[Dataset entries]
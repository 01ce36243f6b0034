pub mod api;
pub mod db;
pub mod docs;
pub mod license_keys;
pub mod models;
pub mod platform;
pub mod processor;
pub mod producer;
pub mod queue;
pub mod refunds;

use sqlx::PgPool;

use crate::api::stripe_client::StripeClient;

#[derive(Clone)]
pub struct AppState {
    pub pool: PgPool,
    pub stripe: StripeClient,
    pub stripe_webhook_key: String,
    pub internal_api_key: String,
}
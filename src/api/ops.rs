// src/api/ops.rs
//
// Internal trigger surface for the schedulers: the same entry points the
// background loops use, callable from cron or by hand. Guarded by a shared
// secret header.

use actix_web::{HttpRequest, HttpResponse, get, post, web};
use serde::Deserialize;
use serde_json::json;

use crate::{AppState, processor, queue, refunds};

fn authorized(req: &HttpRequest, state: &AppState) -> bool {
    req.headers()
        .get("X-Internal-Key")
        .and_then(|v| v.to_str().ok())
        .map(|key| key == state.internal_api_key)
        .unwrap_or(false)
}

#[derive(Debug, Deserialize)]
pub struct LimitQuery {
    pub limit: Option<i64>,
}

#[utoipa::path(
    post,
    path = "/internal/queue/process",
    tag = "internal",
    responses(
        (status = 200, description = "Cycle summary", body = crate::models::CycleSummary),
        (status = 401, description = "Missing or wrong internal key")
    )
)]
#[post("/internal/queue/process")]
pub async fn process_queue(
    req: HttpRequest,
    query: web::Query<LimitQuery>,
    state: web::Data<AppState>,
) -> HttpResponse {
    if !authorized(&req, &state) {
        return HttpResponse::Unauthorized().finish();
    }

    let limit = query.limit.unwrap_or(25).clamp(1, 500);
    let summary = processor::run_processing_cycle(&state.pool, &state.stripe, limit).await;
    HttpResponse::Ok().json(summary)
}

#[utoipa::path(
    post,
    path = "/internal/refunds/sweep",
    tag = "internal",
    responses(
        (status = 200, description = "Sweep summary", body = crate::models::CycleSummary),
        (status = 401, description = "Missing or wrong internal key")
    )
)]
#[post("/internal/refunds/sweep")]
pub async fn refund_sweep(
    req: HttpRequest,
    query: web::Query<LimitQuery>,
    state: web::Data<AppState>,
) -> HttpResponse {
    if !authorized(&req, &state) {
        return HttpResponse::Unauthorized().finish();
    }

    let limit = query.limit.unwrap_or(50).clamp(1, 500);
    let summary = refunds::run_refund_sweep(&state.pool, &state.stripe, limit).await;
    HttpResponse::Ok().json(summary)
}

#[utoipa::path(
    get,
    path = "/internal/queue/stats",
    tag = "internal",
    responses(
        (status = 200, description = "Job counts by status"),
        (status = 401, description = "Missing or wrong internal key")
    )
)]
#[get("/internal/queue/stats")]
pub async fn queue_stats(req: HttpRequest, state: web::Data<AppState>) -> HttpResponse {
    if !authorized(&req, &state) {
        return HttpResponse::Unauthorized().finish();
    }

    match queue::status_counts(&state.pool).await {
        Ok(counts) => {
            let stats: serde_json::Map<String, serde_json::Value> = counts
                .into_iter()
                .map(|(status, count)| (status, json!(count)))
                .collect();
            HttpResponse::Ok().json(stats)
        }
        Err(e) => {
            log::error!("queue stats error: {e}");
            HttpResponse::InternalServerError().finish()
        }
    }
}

## Your task
Filter the records for lines containing the word "Deserialize" and copy each one.

## Solution to the problem
use serde::Deserialize;
#[derive(Debug, Deserialize)]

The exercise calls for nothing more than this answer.